Infections in burn patients: a paradigm for cutaneous infection in the patient at risk.


The burn patient is in many ways the archetypical immunosuppressed host: the anatomic barriers have been breached and the host's defenses suppressed. Infection is the leading cause of death in hospitalized burn patients not having inhalation injury, being responsible for between 50 and 75 percent of the hospital deaths. Burn injury produces profound abnormalities in immunologic function. These changes are generally proportional to the degree of burn injury (surface area and depth). Cell-mediated immune function is suppressed. Anergy and depressed allograft rejection occur. Acute burn serum samples contain several factors that suppress cell-mediated immune functions. Antibody levels are usually mildly to moderately reduced.
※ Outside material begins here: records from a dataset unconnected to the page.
//! Stream relay - one generation attempt, surfaced incrementally.
//!
//! Every model fragment is forwarded as a `Reasoning` event as soon as it
//! arrives. Answer fragments are also kept and, once the model finishes,
//! parsed and screened into a single terminal `Result` event. Any failure
//! ends the sequence with a single `Error` event instead. There is no retry.

use std::sync::Arc;

use futures::StreamExt;
use futures::stream::BoxStream;

use crate::compliance::ComplianceChecker;
use crate::domain::{GenerationRequest, StreamEvent, annotate};
use crate::extract::extract_candidates;
use crate::llm::ModelService;
use crate::prompt::{PromptKind, PromptRenderer};

/// Ordered events of one attempt; the last one is always terminal
pub type EventStream = BoxStream<'static, StreamEvent>;

pub struct StreamRelay<M>
where
    M: ModelService + ?Sized + 'static,
{
    model: Arc<M>,
    checker: Arc<ComplianceChecker>,
    prompt_renderer: Arc<PromptRenderer>,
}

impl<M> StreamRelay<M>
where
    M: ModelService + ?Sized + 'static,
{
    pub fn new(model: Arc<M>) -> Self {
        Self::with_checker(model, ComplianceChecker::default())
    }

    pub fn with_checker(model: Arc<M>, checker: ComplianceChecker) -> Self {
        Self {
            model,
            checker: Arc::new(checker),
            prompt_renderer: Arc::new(PromptRenderer::new()),
        }
    }

    /// Start one attempt for a request.
    ///
    /// Nothing happens until the returned stream is polled. Dropping it
    /// early drops the upstream model stream with it.
    pub fn stream(&self, request: GenerationRequest) -> EventStream {
        let model = Arc::clone(&self.model);
        let checker = Arc::clone(&self.checker);
        let prompt_renderer = Arc::clone(&self.prompt_renderer);

        Box::pin(async_stream::stream! {
            let prompt = match prompt_renderer.render(PromptKind::Stream, &request) {
                Ok(prompt) => prompt,
                Err(e) => {
                    yield StreamEvent::error(e.to_string());
                    return;
                }
            };

            log::debug!("Opening stream on {}", model.model());
            let mut fragments = match model.open_stream(&prompt).await {
                Ok(fragments) => fragments,
                Err(e) => {
                    log::warn!("Model stream could not be opened: {}", e);
                    yield StreamEvent::error(e.to_string());
                    return;
                }
            };

            let mut answer = String::new();
            while let Some(fragment) = fragments.next().await {
                match fragment {
                    Ok(fragment) => {
                        if !fragment.is_reasoning() {
                            answer.push_str(&fragment.text);
                        }
                        yield StreamEvent::reasoning(fragment.text);
                    }
                    Err(e) => {
                        log::warn!("Model stream failed mid-answer: {}", e);
                        yield StreamEvent::error(e.to_string());
                        return;
                    }
                }
            }

            let mut candidates = extract_candidates(&answer);
            let error_message = checker.check(&mut candidates);
            log::info!("Stream attempt produced {} candidate(s)", candidates.len());

            match annotate(&candidates) {
                Ok(candidates) => {
                    yield StreamEvent::Result { candidates, error_message };
                }
                Err(e) => {
                    yield StreamEvent::error(e.to_string());
                }
            }
        })
    }
}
Complement, particularly the alternative complement pathway, may be massively activated and depleted, removing a critical defense mechanism against gram-negative rod infections for which preformed antibodies are absent. This depression is further exacerbated by malnutrition and infection. Fibronectin levels are also reduced. Phagocytic cell function is abnormal with burns. Neutrophil numbers may be depressed, and function is abnormal. Chemotactic responsiveness, cytoplasmic granule enzyme content, and oxygen radical generation are abnormal. Monocyte/macrophage dysfunction has similarly been demonstrated. Burn infections reflect abnormal host functions as well as changes in the hospital environment and microbial selection pressures. The burn patient is a model of cutaneous infection in the patient at risk.